**TASK REQUIREMENTS**
Extract each line of the data below exactly as written.

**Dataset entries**
□ □ □

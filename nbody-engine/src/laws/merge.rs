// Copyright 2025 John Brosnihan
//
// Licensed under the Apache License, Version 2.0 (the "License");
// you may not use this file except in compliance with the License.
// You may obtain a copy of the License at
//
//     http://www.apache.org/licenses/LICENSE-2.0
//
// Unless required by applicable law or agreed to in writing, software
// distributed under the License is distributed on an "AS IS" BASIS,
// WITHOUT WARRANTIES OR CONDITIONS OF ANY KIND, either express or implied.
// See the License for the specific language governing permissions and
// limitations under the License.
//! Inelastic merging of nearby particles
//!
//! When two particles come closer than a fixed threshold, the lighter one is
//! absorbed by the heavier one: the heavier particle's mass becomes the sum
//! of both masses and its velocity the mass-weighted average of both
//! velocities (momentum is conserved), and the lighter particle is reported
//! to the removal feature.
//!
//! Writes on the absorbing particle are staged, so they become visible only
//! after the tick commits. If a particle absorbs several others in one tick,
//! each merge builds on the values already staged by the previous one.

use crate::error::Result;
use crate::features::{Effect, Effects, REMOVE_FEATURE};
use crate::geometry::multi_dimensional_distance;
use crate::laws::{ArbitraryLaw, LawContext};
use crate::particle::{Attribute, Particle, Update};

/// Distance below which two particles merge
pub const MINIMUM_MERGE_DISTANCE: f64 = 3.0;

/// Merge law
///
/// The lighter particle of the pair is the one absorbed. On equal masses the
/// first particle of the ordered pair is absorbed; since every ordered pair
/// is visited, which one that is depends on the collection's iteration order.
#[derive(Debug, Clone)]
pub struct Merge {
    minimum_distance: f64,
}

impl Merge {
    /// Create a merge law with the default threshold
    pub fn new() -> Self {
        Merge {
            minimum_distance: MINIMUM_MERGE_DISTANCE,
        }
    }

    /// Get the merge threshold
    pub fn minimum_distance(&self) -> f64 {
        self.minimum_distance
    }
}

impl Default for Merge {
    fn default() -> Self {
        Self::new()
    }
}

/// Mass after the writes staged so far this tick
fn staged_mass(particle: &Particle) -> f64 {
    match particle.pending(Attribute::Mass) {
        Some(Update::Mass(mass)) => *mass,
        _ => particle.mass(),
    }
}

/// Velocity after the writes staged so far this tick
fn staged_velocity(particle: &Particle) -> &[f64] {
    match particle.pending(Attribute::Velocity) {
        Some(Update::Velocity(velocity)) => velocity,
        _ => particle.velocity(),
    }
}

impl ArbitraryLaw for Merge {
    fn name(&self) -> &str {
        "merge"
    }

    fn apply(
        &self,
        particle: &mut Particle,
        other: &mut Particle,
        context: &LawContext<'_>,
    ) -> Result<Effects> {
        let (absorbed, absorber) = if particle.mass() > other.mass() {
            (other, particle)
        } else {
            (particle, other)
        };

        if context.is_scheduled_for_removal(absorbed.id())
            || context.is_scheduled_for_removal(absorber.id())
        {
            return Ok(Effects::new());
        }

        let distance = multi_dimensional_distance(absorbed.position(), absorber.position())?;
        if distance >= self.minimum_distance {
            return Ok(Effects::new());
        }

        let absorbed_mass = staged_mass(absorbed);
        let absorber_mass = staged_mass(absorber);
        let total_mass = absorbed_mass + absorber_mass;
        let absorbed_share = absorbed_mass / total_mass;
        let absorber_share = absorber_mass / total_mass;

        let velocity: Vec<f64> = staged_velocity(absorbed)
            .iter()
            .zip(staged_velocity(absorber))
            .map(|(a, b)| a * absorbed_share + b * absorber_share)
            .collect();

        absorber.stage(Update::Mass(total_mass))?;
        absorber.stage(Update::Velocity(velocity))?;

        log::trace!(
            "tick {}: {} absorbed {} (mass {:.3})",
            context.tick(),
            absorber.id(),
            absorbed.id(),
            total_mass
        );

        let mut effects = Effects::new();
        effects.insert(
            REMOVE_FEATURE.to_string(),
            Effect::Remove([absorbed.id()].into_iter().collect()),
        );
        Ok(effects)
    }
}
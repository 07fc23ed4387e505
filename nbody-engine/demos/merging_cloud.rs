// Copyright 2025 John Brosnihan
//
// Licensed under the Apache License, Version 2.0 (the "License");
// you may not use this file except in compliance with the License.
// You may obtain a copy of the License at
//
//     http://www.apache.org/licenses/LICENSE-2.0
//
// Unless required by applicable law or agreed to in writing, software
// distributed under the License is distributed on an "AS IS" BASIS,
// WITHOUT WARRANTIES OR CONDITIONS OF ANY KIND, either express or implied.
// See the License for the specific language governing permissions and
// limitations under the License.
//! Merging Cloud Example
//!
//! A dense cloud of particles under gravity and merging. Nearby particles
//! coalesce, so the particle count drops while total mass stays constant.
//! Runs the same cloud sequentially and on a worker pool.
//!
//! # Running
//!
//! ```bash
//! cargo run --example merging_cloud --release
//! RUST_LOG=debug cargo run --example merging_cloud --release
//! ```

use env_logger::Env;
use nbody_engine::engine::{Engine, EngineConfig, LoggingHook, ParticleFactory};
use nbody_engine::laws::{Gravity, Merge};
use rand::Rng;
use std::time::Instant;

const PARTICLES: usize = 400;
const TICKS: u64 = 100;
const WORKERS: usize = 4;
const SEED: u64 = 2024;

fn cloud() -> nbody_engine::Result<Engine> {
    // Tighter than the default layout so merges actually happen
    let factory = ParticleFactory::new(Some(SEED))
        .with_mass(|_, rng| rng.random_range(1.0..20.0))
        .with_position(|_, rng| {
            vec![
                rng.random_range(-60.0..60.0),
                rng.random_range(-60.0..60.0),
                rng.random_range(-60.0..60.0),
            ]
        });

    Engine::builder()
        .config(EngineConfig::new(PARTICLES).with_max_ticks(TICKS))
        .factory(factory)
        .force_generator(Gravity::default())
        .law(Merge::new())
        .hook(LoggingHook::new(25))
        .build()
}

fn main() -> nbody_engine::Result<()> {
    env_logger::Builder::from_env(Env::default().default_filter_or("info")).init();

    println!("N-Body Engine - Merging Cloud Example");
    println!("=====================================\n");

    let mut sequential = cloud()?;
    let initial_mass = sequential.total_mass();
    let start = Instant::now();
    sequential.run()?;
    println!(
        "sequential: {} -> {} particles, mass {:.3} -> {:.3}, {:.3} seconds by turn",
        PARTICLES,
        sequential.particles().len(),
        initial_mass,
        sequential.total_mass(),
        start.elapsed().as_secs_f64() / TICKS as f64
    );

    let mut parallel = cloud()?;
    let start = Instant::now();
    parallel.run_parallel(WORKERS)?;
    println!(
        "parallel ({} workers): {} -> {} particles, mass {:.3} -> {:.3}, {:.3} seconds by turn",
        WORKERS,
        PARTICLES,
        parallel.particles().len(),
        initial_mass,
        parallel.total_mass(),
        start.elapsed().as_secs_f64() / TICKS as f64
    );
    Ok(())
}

□ □ □

**EXPECTED ANSWER**
filename nbody-engine/src/laws/merge.rs
// Copyright 2025 John Brosnihan
//
// Licensed under the Apache License, Version 2.0 (the "License");
// you may not use this file except in compliance with the License.
// You may obtain a copy of the License at
//
//     http://www.apache.org/licenses/LICENSE-2.0
//
// Unless required by applicable law or agreed to in writing, software
// distributed under the License is distributed on an "AS IS" BASIS,
// WITHOUT WARRANTIES OR CONDITIONS OF ANY KIND, either express or implied.
// See the License for the specific language governing permissions and
// limitations under the License.
//! Inelastic merging of nearby particles
//!
//! When two particles come closer than a fixed threshold, the lighter one is
//! absorbed by the heavier one: the heavier particle's mass becomes the sum
//! of both masses and its velocity the mass-weighted average of both
//! velocities (momentum is conserved), and the lighter particle is reported
//! to the removal feature.
//!
//! Writes on the absorbing particle are staged, so they become visible only
//! after the tick commits. If a particle absorbs several others in one tick,
//! each merge builds on the values already staged by the previous one.

use crate::error::Result;
use crate::features::{Effect, Effects, REMOVE_FEATURE};
use crate::geometry::multi_dimensional_distance;
use crate::laws::{ArbitraryLaw, LawContext};
use crate::particle::{Attribute, Particle, Update};

/// Distance below which two particles merge
pub const MINIMUM_MERGE_DISTANCE: f64 = 3.0;

/// Merge law
///
/// The lighter particle of the pair is the one absorbed. On equal masses the
/// first particle of the ordered pair is absorbed; since every ordered pair
/// is visited, which one that is depends on the collection's iteration order.
#[derive(Debug, Clone)]
pub struct Merge {
    minimum_distance: f64,
}

impl Merge {
    /// Create a merge law with the default threshold
    pub fn new() -> Self {
        Merge {
            minimum_distance: MINIMUM_MERGE_DISTANCE,
        }
    }

    /// Get the merge threshold
    pub fn minimum_distance(&self) -> f64 {
        self.minimum_distance
    }
}

impl Default for Merge {
    fn default() -> Self {
        Self::new()
    }
}

/// Mass after the writes staged so far this tick
fn staged_mass(particle: &Particle) -> f64 {
    match particle.pending(Attribute::Mass) {
        Some(Update::Mass(mass)) => *mass,
        _ => particle.mass(),
    }
}

/// Velocity after the writes staged so far this tick
fn staged_velocity(particle: &Particle) -> &[f64] {
    match particle.pending(Attribute::Velocity) {
        Some(Update::Velocity(velocity)) => velocity,
        _ => particle.velocity(),
    }
}

impl ArbitraryLaw for Merge {
    fn name(&self) -> &str {
        "merge"
    }

    fn apply(
        &self,
        particle: &mut Particle,
        other: &mut Particle,
        context: &LawContext<'_>,
    ) -> Result<Effects> {
        let (absorbed, absorber) = if particle.mass() > other.mass() {
            (other, particle)
        } else {
            (particle, other)
        };

        if context.is_scheduled_for_removal(absorbed.id())
            || context.is_scheduled_for_removal(absorber.id())
        {
            return Ok(Effects::new());
        }

        let distance = multi_dimensional_distance(absorbed.position(), absorber.position())?;
        if distance >= self.minimum_distance {
            return Ok(Effects::new());
        }

        let absorbed_mass = staged_mass(absorbed);
        let absorber_mass = staged_mass(absorber);
        let total_mass = absorbed_mass + absorber_mass;
        let absorbed_share = absorbed_mass / total_mass;
        let absorber_share = absorber_mass / total_mass;

        let velocity: Vec<f64> = staged_velocity(absorbed)
            .iter()
            .zip(staged_velocity(absorber))
            .map(|(a, b)| a * absorbed_share + b * absorber_share)
            .collect();

        absorber.stage(Update::Mass(total_mass))?;
        absorber.stage(Update::Velocity(velocity))?;

        log::trace!(
            "tick {}: {} absorbed {} (mass {:.3})",
            context.tick(),
            absorber.id(),
            absorbed.id(),
            total_mass
        );

        let mut effects = Effects::new();
        effects.insert(
            REMOVE_FEATURE.to_string(),
            Effect::Remove([absorbed.id()].into_iter().collect()),
        );
        Ok(effects)
    }
}
repository 07fc23ed4387e505
filename nbody-engine/demos/merging_cloud.rs
// Copyright 2025 John Brosnihan
//
// Licensed under the Apache License, Version 2.0 (the "License");
// you may not use this file except in compliance with the License.
// You may obtain a copy of the License at
//
//     http://www.apache.org/licenses/LICENSE-2.0
//
// Unless required by applicable law or agreed to in writing, software
// distributed under the License is distributed on an "AS IS" BASIS,
// WITHOUT WARRANTIES OR CONDITIONS OF ANY KIND, either express or implied.
// See the License for the specific language governing permissions and
// limitations under the License.
//! Merging Cloud Example
//!
//! A dense cloud of particles under gravity and merging. Nearby particles
//! coalesce, so the particle count drops while total mass stays constant.
//! Runs the same cloud sequentially and on a worker pool.
//!
//! # Running
//!
//! ```bash
//! cargo run --example merging_cloud --release
//! RUST_LOG=debug cargo run --example merging_cloud --release
//! ```

use env_logger::Env;
use nbody_engine::engine::{Engine, EngineConfig, LoggingHook, ParticleFactory};
use nbody_engine::laws::{Gravity, Merge};
use rand::Rng;
use std::time::Instant;

const PARTICLES: usize = 400;
const TICKS: u64 = 100;
const WORKERS: usize = 4;
const SEED: u64 = 2024;

fn cloud() -> nbody_engine::Result<Engine> {
    // Tighter than the default layout so merges actually happen
    let factory = ParticleFactory::new(Some(SEED))
        .with_mass(|_, rng| rng.random_range(1.0..20.0))
        .with_position(|_, rng| {
            vec![
                rng.random_range(-60.0..60.0),
                rng.random_range(-60.0..60.0),
                rng.random_range(-60.0..60.0),
            ]
        });

    Engine::builder()
        .config(EngineConfig::new(PARTICLES).with_max_ticks(TICKS))
        .factory(factory)
        .force_generator(Gravity::default())
        .law(Merge::new())
        .hook(LoggingHook::new(25))
        .build()
}

fn main() -> nbody_engine::Result<()> {
    env_logger::Builder::from_env(Env::default().default_filter_or("info")).init();

    println!("N-Body Engine - Merging Cloud Example");
    println!("=====================================\n");

    let mut sequential = cloud()?;
    let initial_mass = sequential.total_mass();
    let start = Instant::now();
    sequential.run()?;
    println!(
        "sequential: {} -> {} particles, mass {:.3} -> {:.3}, {:.3} seconds by turn",
        PARTICLES,
        sequential.particles().len(),
        initial_mass,
        sequential.total_mass(),
        start.elapsed().as_secs_f64() / TICKS as f64
    );

    let mut parallel = cloud()?;
    let start = Instant::now();
    parallel.run_parallel(WORKERS)?;
    println!(
        "parallel ({} workers): {} -> {} particles, mass {:.3} -> {:.3}, {:.3} seconds by turn",
        WORKERS,
        PARTICLES,
        parallel.particles().len(),
        initial_mass,
        parallel.total_mass(),
        start.elapsed().as_secs_f64() / TICKS as f64
    );
    Ok(())
}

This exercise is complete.